EthereumCommonwealth / Proposals

BSD 4-Clause "Original" or "Old" License
26 stars 7 forks source link

Switch to a ProgPoW Ethash Algorithm #47

Closed dwarner5522 closed 5 years ago

dwarner5522 commented 6 years ago

Proposal

Summary The following is a proposal for an alternate Ethash proof-of-work algorithm - “ProgPoW” - tuned for commodity hardware in order to close the efficiency gap available to specialized ASICs.

Abstract The security of proof-of-work is built on a fair, randomized lottery where miners with similar resources have a similar chance of generating the next block. For Ethash networks – the release of Bitmain’s Antminer E3 Ethash ASIC enable’s certain participants to gain a much greater chance of generating the next block, and undermine the distributed security. ASIC-resistance is a misunderstood problem. FPGAs, GPUs and CPUs can themselves be considered ASICs. Any algorithm that executes on a commodity ASIC can have a specialized ASIC made for it; most existing algorithms provide opportunities that reduce power usage and cost. Thus, the proper question to ask when solving ASIC-resistance is “how much more efficient will a specialized ASIC be, in comparison with commodity hardware?”
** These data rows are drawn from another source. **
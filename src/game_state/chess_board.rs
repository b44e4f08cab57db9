//! Board state and the occupancy query used by move rules.
//!
//! `ChessBoard` owns every square. Move rules only need to know whether a cell
//! is occupied, so they are written against the [`BoardView`] trait, which is
//! also implemented for a plain [`Occupancy`] bitboard.

use std::ops::Index;

use crate::game_state::chess_types::{Cell, Piece};

/// Read-only occupancy query consumed by move rules.
pub trait BoardView {
    /// Whether `cell` currently holds a piece of either color.
    fn is_occupied(&self, cell: Cell) -> bool;
}

impl<B: BoardView + ?Sized> BoardView for &B {
    #[inline]
    fn is_occupied(&self, cell: Cell) -> bool {
        (**self).is_occupied(cell)
    }
}

/// Occupancy bitboard, bit `y * 8 + x` set for every occupied cell.
#[derive(Debug, Clone, Copy, Default, PartialEq, Eq)]
pub struct Occupancy(pub u64);

impl Occupancy {
    #[inline]
    pub fn with(self, cell: Cell) -> Self {
        Occupancy(self.0 | (1u64 << cell.index()))
    }

    pub fn from_cells<I: IntoIterator<Item = Cell>>(cells: I) -> Self {
        cells.into_iter().fold(Occupancy::default(), Occupancy::with)
    }
}

impl BoardView for Occupancy {
    #[inline]
    fn is_occupied(&self, cell: Cell) -> bool {
        self.0 & (1u64 << cell.index()) != 0
    }
}

/// 8x8 grid of squares, indexed `[x][y]`.
#[derive(Debug, Clone, Default, PartialEq, Eq)]
pub struct ChessBoard {
    squares: [[Option<Piece>; 8]; 8],
}

impl ChessBoard {
    /// A board with no pieces on it.
    #[inline]
    pub fn new_empty() -> Self {
        Self::default()
    }

    #[inline]
    pub fn piece_at(&self, cell: Cell) -> Option<Piece> {
        self.squares[cell.x() as usize][cell.y() as usize]
    }

    /// Put `piece` on `cell`, returning whatever was there before.
    pub fn place(&mut self, cell: Cell, piece: Piece) -> Option<Piece> {
        self.squares[cell.x() as usize][cell.y() as usize].replace(piece)
    }

    pub fn remove(&mut self, cell: Cell) -> Option<Piece> {
        self.squares[cell.x() as usize][cell.y() as usize].take()
    }

    /// Move whatever stands on `from` to `to`, returning the captured piece.
    ///
    /// No legality checks are made here; validate with the piece's rule first.
    pub fn move_piece(&mut self, from: Cell, to: Cell) -> Option<Piece> {
        match self.remove(from) {
            Some(piece) => self.place(to, piece),
            None => None,
        }
    }

    /// Occupied cells with their pieces, row by row from the top.
    pub fn pieces(&self) -> impl Iterator<Item = (Cell, Piece)> + '_ {
        Cell::all().filter_map(move |cell| self.piece_at(cell).map(|piece| (cell, piece)))
    }

    /// Snapshot of the current occupancy as a bitboard.
    pub fn occupancy(&self) -> Occupancy {
        Occupancy::from_cells(self.pieces().map(|(cell, _)| cell))
    }
}

impl BoardView for ChessBoard {
    #[inline]
    fn is_occupied(&self, cell: Cell) -> bool {
        self.piece_at(cell).is_some()
    }
}

impl Index<Cell> for ChessBoard {
    type Output = Option<Piece>;

    fn index(&self, cell: Cell) -> &Self::Output {
        &self.squares[cell.x() as usize][cell.y() as usize]
    }
}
A ProgPoW based Ethash algorithm can be tuned for commodity GPUs where there is minimal opportunity for ASIC specialization. This prevents specialized ASICs without resorting to a game of whack-a-mole where the network changes algorithms every few months.
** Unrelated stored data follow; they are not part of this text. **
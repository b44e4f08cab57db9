//! Rook move rule: the four orthogonal rays, walked west, east, north, south.

use crate::game_state::chess_board::BoardView;
use crate::game_state::chess_types::Cell;
use crate::moves::sliding_moves::{SlidingMoves, SlidingRule, EAST, NORTH, SOUTH, WEST};

pub const ROOK_RULE: SlidingRule = SlidingRule::new(&[WEST, EAST, NORTH, SOUTH]);

#[inline]
pub fn validate_rook_move<B: BoardView + ?Sized>(from: Cell, to: Cell, board: &B) -> bool {
    ROOK_RULE.validate_move(from, to, board)
}

#[inline]
pub fn rook_moves<B: BoardView + ?Sized>(position: Cell, board: &B) -> SlidingMoves<'_, B> {
    ROOK_RULE.valid_moves(position, board)
}
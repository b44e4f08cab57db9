//! Seeded random boards for property tests and benchmarks.

use rand::Rng;

use crate::game_state::chess_board::{ChessBoard, Occupancy};
use crate::game_state::chess_types::{Cell, Color, Piece, PieceKind};

const KINDS: [PieceKind; 6] = [
    PieceKind::Pawn,
    PieceKind::Knight,
    PieceKind::Bishop,
    PieceKind::Rook,
    PieceKind::Queen,
    PieceKind::King,
];

/// Each cell is occupied independently with probability `density` (clamped to `0..=1`).
pub fn random_occupancy<R: Rng>(rng: &mut R, density: f64) -> Occupancy {
    let density = density.clamp(0.0, 1.0);
    Occupancy::from_cells(Cell::all().filter(|_| rng.random_bool(density)))
}

/// Like [`random_occupancy`] but fills the occupied cells with random pieces.
pub fn random_board<R: Rng>(rng: &mut R, density: f64) -> ChessBoard {
    let density = density.clamp(0.0, 1.0);
    let mut board = ChessBoard::new_empty();
    for cell in Cell::all() {
        if rng.random_bool(density) {
            let color = if rng.random_bool(0.5) {
                Color::Light
            } else {
                Color::Dark
            };
            let kind = KINDS[rng.random_range(0..KINDS.len())];
            board.place(cell, Piece::new(color, kind));
        }
    }
    board
}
Motivation Several factors have contributed to the need for Callisto to change to a ProgPoW algorithm. Some of these factors include:

• Bitmain’s release of the Antminer E3 Ethash ASIC miner

• The coming Exodus of Ethereum Miners With the recent decision made at the Ethereum Core Devs Meeting Constantinople Session #1 [08/31/18] (http://bit.ly/2O3hhpJ) to reduce their block reward for ethereum from 3 Ether down to 2 Ether in October 2018 and their committed migration to PoS, small mining farms will no longer be profitable mining Ethereum. Therefore, a large percentage of these miners will be looking to other Ethash based networks to mine. This can be a very good thing for Callisto so long as the playing field is equal among miners. For Callisto - A large mining community will lead to greater popularity and also force many top crypto exchanges to trade CLO on their books.

• A similar small cap coin called Bitcoin Interest (BCI) (https://www.bitcoininterest.io/) has already implemented ProgPoW with great success. This coin has some similarities to the proposed Callisto Cold Staking solution.

Source Info and Credits: Official Code - Github page here: https://github.com/ifdefelse/ProgPOW Article written by OhGodAGirl - https://medium.com/@OhGodAGirl/the-problem-with-proof-of-work-da9f0512dad9 Credit for the majority of this write-up goes to: RadixPi & ifdefelse posted on Ethereum Improvement Proposal 1057 - https://eips.ethereum.org/EIPS/eip-1057

Description

ProgPoW utilizes almost all parts of a commodity GPU, excluding: • The graphics pipeline (displays, geometry engines, texturing, etc); • Floating point math.

Making use of either of these would have significant portability issues between commodity hardware vendors, and across programming languages. Since the GPU is almost fully utilized, there’s little opportunity for specialized ASICs to gain efficiency. Removing both the graphics pipeline and floating point math could provide up to 1.2x gains in efficiency, compared to the 2x gains possible in standard Ethash,

Backwards Compatibility This algorithm is not backwards compatible with the existing Ethash, and will require a fork for adoption. Furthermore, the network hashrate will halve as the time spent in the core is now balanced with time spent in memory.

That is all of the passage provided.